** Opening Exercise materials block **

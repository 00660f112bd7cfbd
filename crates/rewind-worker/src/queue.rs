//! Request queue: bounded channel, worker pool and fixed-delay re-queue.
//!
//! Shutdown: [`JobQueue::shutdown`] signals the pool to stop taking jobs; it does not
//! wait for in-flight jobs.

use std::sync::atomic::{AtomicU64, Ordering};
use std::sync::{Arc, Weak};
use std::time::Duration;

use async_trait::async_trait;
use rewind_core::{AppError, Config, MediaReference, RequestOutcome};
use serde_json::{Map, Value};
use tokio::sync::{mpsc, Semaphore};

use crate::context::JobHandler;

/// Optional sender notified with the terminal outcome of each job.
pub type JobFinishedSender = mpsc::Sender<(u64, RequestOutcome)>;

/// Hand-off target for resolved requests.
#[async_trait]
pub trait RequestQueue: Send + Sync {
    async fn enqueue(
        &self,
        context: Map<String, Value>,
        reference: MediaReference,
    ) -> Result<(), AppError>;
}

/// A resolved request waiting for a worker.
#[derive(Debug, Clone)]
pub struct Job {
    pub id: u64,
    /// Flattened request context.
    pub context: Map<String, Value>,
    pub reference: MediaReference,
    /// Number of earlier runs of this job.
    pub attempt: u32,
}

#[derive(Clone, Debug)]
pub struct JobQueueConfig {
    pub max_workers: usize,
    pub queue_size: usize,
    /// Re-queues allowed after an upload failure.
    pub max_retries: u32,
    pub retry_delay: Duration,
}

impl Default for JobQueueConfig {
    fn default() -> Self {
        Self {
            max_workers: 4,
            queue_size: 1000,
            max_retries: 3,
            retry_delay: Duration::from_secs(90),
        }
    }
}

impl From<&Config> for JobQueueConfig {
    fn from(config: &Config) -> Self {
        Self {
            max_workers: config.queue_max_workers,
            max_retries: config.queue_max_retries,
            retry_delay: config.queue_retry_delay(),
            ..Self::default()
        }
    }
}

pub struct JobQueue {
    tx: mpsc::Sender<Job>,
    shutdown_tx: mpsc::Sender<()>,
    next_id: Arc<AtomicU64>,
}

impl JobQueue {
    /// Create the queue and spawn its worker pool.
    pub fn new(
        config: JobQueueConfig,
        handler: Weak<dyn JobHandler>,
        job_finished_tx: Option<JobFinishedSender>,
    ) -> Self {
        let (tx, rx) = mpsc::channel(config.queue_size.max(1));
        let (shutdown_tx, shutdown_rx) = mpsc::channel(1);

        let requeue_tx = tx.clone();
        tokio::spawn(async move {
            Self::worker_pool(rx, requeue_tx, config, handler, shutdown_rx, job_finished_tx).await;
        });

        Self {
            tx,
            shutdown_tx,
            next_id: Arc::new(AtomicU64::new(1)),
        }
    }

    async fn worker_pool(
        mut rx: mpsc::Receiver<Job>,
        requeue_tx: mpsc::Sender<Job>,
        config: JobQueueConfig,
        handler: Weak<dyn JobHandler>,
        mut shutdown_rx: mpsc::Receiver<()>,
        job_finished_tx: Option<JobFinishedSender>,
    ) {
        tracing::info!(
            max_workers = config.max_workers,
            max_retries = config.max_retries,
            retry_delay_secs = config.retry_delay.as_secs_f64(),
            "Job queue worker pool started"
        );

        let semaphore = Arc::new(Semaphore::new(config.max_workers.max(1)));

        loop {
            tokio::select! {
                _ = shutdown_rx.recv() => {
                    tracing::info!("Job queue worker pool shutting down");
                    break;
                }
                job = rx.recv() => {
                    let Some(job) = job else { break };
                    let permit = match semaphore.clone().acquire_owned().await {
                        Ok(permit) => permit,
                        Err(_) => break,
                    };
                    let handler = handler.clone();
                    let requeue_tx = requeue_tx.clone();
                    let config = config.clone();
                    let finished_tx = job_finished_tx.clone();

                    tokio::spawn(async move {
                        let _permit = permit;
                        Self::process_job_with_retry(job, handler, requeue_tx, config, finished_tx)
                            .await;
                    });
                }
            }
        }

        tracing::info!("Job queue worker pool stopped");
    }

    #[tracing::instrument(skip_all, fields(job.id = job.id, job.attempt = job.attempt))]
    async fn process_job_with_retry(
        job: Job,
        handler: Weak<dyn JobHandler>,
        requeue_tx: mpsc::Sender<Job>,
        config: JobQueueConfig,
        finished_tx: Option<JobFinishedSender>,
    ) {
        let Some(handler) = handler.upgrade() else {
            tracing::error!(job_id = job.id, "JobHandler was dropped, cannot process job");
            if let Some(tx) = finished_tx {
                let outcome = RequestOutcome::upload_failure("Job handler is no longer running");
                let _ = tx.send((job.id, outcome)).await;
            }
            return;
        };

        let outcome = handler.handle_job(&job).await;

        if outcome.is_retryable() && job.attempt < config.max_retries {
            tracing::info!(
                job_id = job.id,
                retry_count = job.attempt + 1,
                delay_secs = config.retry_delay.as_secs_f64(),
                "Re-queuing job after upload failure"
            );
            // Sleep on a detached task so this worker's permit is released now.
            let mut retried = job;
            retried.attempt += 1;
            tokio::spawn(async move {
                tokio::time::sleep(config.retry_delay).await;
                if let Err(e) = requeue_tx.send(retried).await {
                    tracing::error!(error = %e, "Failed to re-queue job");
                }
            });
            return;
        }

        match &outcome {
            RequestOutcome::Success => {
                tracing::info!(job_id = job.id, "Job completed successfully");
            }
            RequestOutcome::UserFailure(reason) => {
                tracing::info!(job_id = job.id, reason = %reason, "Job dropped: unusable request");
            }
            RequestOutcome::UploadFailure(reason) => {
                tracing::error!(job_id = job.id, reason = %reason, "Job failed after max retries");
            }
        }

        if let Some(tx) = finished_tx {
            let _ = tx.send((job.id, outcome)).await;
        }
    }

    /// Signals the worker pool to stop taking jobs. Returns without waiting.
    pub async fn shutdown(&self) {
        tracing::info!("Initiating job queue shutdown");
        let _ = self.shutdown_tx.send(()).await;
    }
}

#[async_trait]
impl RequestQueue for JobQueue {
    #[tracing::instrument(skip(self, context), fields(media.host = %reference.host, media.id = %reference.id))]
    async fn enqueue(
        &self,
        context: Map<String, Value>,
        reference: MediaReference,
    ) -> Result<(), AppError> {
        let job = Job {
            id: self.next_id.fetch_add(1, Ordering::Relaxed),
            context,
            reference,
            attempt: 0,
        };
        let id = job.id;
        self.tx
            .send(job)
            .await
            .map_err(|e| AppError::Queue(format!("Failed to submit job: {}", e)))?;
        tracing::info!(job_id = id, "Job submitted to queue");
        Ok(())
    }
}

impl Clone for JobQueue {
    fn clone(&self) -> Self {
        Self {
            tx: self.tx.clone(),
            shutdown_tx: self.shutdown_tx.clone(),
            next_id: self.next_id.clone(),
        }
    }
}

** Closing Exercise materials block **

Without changing a word, print all of the entries above.

repository 00660f112bd7cfbd
filename crates/rewind-worker/src/queue.rs
//! Request queue: bounded channel, worker pool and fixed-delay re-queue.
//!
//! Shutdown: [`JobQueue::shutdown`] signals the pool to stop taking jobs; it does not
//! wait for in-flight jobs.

use std::sync::atomic::{AtomicU64, Ordering};
use std::sync::{Arc, Weak};
use std::time::Duration;

use async_trait::async_trait;
use rewind_core::{AppError, Config, MediaReference, RequestOutcome};
use serde_json::{Map, Value};
use tokio::sync::{mpsc, Semaphore};

use crate::context::JobHandler;

/// Optional sender notified with the terminal outcome of each job.
pub type JobFinishedSender = mpsc::Sender<(u64, RequestOutcome)>;

/// Hand-off target for resolved requests.
#[async_trait]
pub trait RequestQueue: Send + Sync {
    async fn enqueue(
        &self,
        context: Map<String, Value>,
        reference: MediaReference,
    ) -> Result<(), AppError>;
}

/// A resolved request waiting for a worker.
#[derive(Debug, Clone)]
pub struct Job {
    pub id: u64,
    /// Flattened request context.
    pub context: Map<String, Value>,
    pub reference: MediaReference,
    /// Number of earlier runs of this job.
    pub attempt: u32,
}

#[derive(Clone, Debug)]
pub struct JobQueueConfig {
    pub max_workers: usize,
    pub queue_size: usize,
    /// Re-queues allowed after an upload failure.
    pub max_retries: u32,
    pub retry_delay: Duration,
}

impl Default for JobQueueConfig {
    fn default() -> Self {
        Self {
            max_workers: 4,
            queue_size: 1000,
            max_retries: 3,
            retry_delay: Duration::from_secs(90),
        }
    }
}

impl From<&Config> for JobQueueConfig {
    fn from(config: &Config) -> Self {
        Self {
            max_workers: config.queue_max_workers,
            max_retries: config.queue_max_retries,
            retry_delay: config.queue_retry_delay(),
            ..Self::default()
        }
    }
}

pub struct JobQueue {
    tx: mpsc::Sender<Job>,
    shutdown_tx: mpsc::Sender<()>,
    next_id: Arc<AtomicU64>,
}

impl JobQueue {
    /// Create the queue and spawn its worker pool.
    pub fn new(
        config: JobQueueConfig,
        handler: Weak<dyn JobHandler>,
        job_finished_tx: Option<JobFinishedSender>,
    ) -> Self {
        let (tx, rx) = mpsc::channel(config.queue_size.max(1));
        let (shutdown_tx, shutdown_rx) = mpsc::channel(1);

        let requeue_tx = tx.clone();
        tokio::spawn(async move {
            Self::worker_pool(rx, requeue_tx, config, handler, shutdown_rx, job_finished_tx).await;
        });

        Self {
            tx,
            shutdown_tx,
            next_id: Arc::new(AtomicU64::new(1)),
        }
    }

    async fn worker_pool(
        mut rx: mpsc::Receiver<Job>,
        requeue_tx: mpsc::Sender<Job>,
        config: JobQueueConfig,
        handler: Weak<dyn JobHandler>,
        mut shutdown_rx: mpsc::Receiver<()>,
        job_finished_tx: Option<JobFinishedSender>,
    ) {
        tracing::info!(
            max_workers = config.max_workers,
            max_retries = config.max_retries,
            retry_delay_secs = config.retry_delay.as_secs_f64(),
            "Job queue worker pool started"
        );

        let semaphore = Arc::new(Semaphore::new(config.max_workers.max(1)));

        loop {
            tokio::select! {
                _ = shutdown_rx.recv() => {
                    tracing::info!("Job queue worker pool shutting down");
                    break;
                }
                job = rx.recv() => {
                    let Some(job) = job else { break };
                    let permit = match semaphore.clone().acquire_owned().await {
                        Ok(permit) => permit,
                        Err(_) => break,
                    };
                    let handler = handler.clone();
                    let requeue_tx = requeue_tx.clone();
                    let config = config.clone();
                    let finished_tx = job_finished_tx.clone();

                    tokio::spawn(async move {
                        let _permit = permit;
                        Self::process_job_with_retry(job, handler, requeue_tx, config, finished_tx)
                            .await;
                    });
                }
            }
        }

        tracing::info!("Job queue worker pool stopped");
    }

    #[tracing::instrument(skip_all, fields(job.id = job.id, job.attempt = job.attempt))]
    async fn process_job_with_retry(
        job: Job,
        handler: Weak<dyn JobHandler>,
        requeue_tx: mpsc::Sender<Job>,
        config: JobQueueConfig,
        finished_tx: Option<JobFinishedSender>,
    ) {
        let Some(handler) = handler.upgrade() else {
            tracing::error!(job_id = job.id, "JobHandler was dropped, cannot process job");
            if let Some(tx) = finished_tx {
                let outcome = RequestOutcome::upload_failure("Job handler is no longer running");
                let _ = tx.send((job.id, outcome)).await;
            }
            return;
        };

        let outcome = handler.handle_job(&job).await;

        if outcome.is_retryable() && job.attempt < config.max_retries {
            tracing::info!(
                job_id = job.id,
                retry_count = job.attempt + 1,
                delay_secs = config.retry_delay.as_secs_f64(),
                "Re-queuing job after upload failure"
            );
            // Sleep on a detached task so this worker's permit is released now.
            let mut retried = job;
            retried.attempt += 1;
            tokio::spawn(async move {
                tokio::time::sleep(config.retry_delay).await;
                if let Err(e) = requeue_tx.send(retried).await {
                    tracing::error!(error = %e, "Failed to re-queue job");
                }
            });
            return;
        }

        match &outcome {
            RequestOutcome::Success => {
                tracing::info!(job_id = job.id, "Job completed successfully");
            }
            RequestOutcome::UserFailure(reason) => {
                tracing::info!(job_id = job.id, reason = %reason, "Job dropped: unusable request");
            }
            RequestOutcome::UploadFailure(reason) => {
                tracing::error!(job_id = job.id, reason = %reason, "Job failed after max retries");
            }
        }

        if let Some(tx) = finished_tx {
            let _ = tx.send((job.id, outcome)).await;
        }
    }

    /// Signals the worker pool to stop taking jobs. Returns without waiting.
    pub async fn shutdown(&self) {
        tracing::info!("Initiating job queue shutdown");
        let _ = self.shutdown_tx.send(()).await;
    }
}

#[async_trait]
impl RequestQueue for JobQueue {
    #[tracing::instrument(skip(self, context), fields(media.host = %reference.host, media.id = %reference.id))]
    async fn enqueue(
        &self,
        context: Map<String, Value>,
        reference: MediaReference,
    ) -> Result<(), AppError> {
        let job = Job {
            id: self.next_id.fetch_add(1, Ordering::Relaxed),
            context,
            reference,
            attempt: 0,
        };
        let id = job.id;
        self.tx
            .send(job)
            .await
            .map_err(|e| AppError::Queue(format!("Failed to submit job: {}", e)))?;
        tracing::info!(job_id = id, "Job submitted to queue");
        Ok(())
    }
}

impl Clone for JobQueue {
    fn clone(&self) -> Self {
        Self {
            tx: self.tx.clone(),
            shutdown_tx: self.shutdown_tx.clone(),
            next_id: self.next_id.clone(),
        }
    }
}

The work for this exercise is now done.